By Garrett Hemmerich

WEST MILFORD – In honor of February being National Pet Dental Health Month, the Greenwood Lake Animal Hospital is trying to raise awareness about the importance of looking after your pet’s dental health.

“Dental disease is one of the most common things that we see as a problem with pets,” said Dr. Eric Louër, D.V.M., owner and director of the hospital, located at 1925 Union Valley Road, since 1994. “Probably close to three quarters of the animals have dental problems, to some degree.”

Some of the potential symptoms of dental health issues to keep an eye out for include bad breath, drooling, swelling, nasal discharge, a visible abscess, and an avoidance of dry food, according to Louër.

The problem is that many pets will continue to eat through dental issues, so the signs won’t always be clear.
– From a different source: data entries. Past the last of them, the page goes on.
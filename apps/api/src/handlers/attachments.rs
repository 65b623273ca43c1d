use bugzot_domain::{AttachmentId, AttachmentUpload, BugId};

use super::*;
use crate::dto::{AttachmentResponse, CreateAttachmentRequest};

#[derive(Debug, Default, Deserialize)]
pub struct ListAttachmentsQuery {
    #[serde(default)]
    pub include_history: bool,
}

pub async fn list_attachments_handler(
    State(state): State<AppState>,
    Extension(actor): Extension<Actor>,
    Path(bug_id): Path<String>,
    Query(query): Query<ListAttachmentsQuery>,
) -> ApiResult<Json<Vec<AttachmentResponse>>> {
    let attachments = state
        .attachment_service
        .list_attachments(&actor, bug_id.parse::<BugId>()?, query.include_history)
        .await?
        .into_iter()
        .map(AttachmentResponse::from)
        .collect();

    Ok(Json(attachments))
}

pub async fn create_attachment_handler(
    State(state): State<AppState>,
    Extension(actor): Extension<Actor>,
    Path(bug_id): Path<String>,
    Json(payload): Json<CreateAttachmentRequest>,
) -> ApiResult<(StatusCode, Json<AttachmentResponse>)> {
    let upload = AttachmentUpload::new(
        payload.filename,
        payload.storage_path,
        payload.mime_type,
        payload.size_bytes,
    )?;
    let attachment = state
        .attachment_service
        .create_attachment(&actor, bug_id.parse::<BugId>()?, upload)
        .await?;

    Ok((StatusCode::CREATED, Json(AttachmentResponse::from(attachment))))
}

pub async fn get_attachment_handler(
    State(state): State<AppState>,
    Extension(actor): Extension<Actor>,
    Path(attachment_id): Path<String>,
) -> ApiResult<Json<AttachmentResponse>> {
    let attachment = state
        .attachment_service
        .get_attachment(&actor, attachment_id.parse::<AttachmentId>()?)
        .await?;

    Ok(Json(AttachmentResponse::from(attachment)))
}

pub async fn delete_attachment_handler(
    State(state): State<AppState>,
    Extension(actor): Extension<Actor>,
    Path(attachment_id): Path<String>,
) -> ApiResult<StatusCode> {
    state
        .attachment_service
        .delete_attachment(&actor, attachment_id.parse::<AttachmentId>()?)
        .await?;

    Ok(StatusCode::NO_CONTENT)
}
That’s why the American Veterinary Medical Association recommends brushing your pet’s teeth daily and having an annual check-up and teeth-cleaning done, beginning at one year of age.

Unfortunately, few people tend to actually comply with these recommendations, which is why the majority of cases that the hospital sees are much more advanced, according to Louër.

The reasons behind this noncompliance vary, but the most common are cost, an underestimation of the health problems that dental issues can lead to, and misconceptions about how involved the monitoring of their pets’ dental health can be.

While many pet-owners tend to envision their pets’ dental health check-ups much like their own routine dental visits, Dr. Louër likens the process more to going to an oral surgeon than a general dentist for a quick cleaning.

The good news is that, according to Louër, the standard of care that they can provide has greatly improved over the years, especially with the availability of tools like the high-speed drill and dental X-ray.

“Two-thirds of the teeth are underneath the gum line,” Louër said. “So you cannot really assess the disease unless you do an X-ray.”

That X-ray is not free, however, which leads to one of the other main problems for pet-owners: cost.

“We have to anesthetize the animal,” Louër said. “Right away, that raises the cost of the procedure.”

Only when the animal has been anesthetized can a complete oral examination and X-ray be complete, according to Louër.

In addition to the common concerns and misconceptions concerning pet dental health, Louër says dentistry is also an area of study that has been historically neglected in veterinary school.

“When I went to vet school, there was no real dental (education),” said Louër. “We didn’t really have training in dentistry. All we were doing was scaling teeth.”

That’s why Louër and the other staff members at the hospital hold training sessions at the office in addition to attending wet labs where they can improve their technique and learn from dental specialists.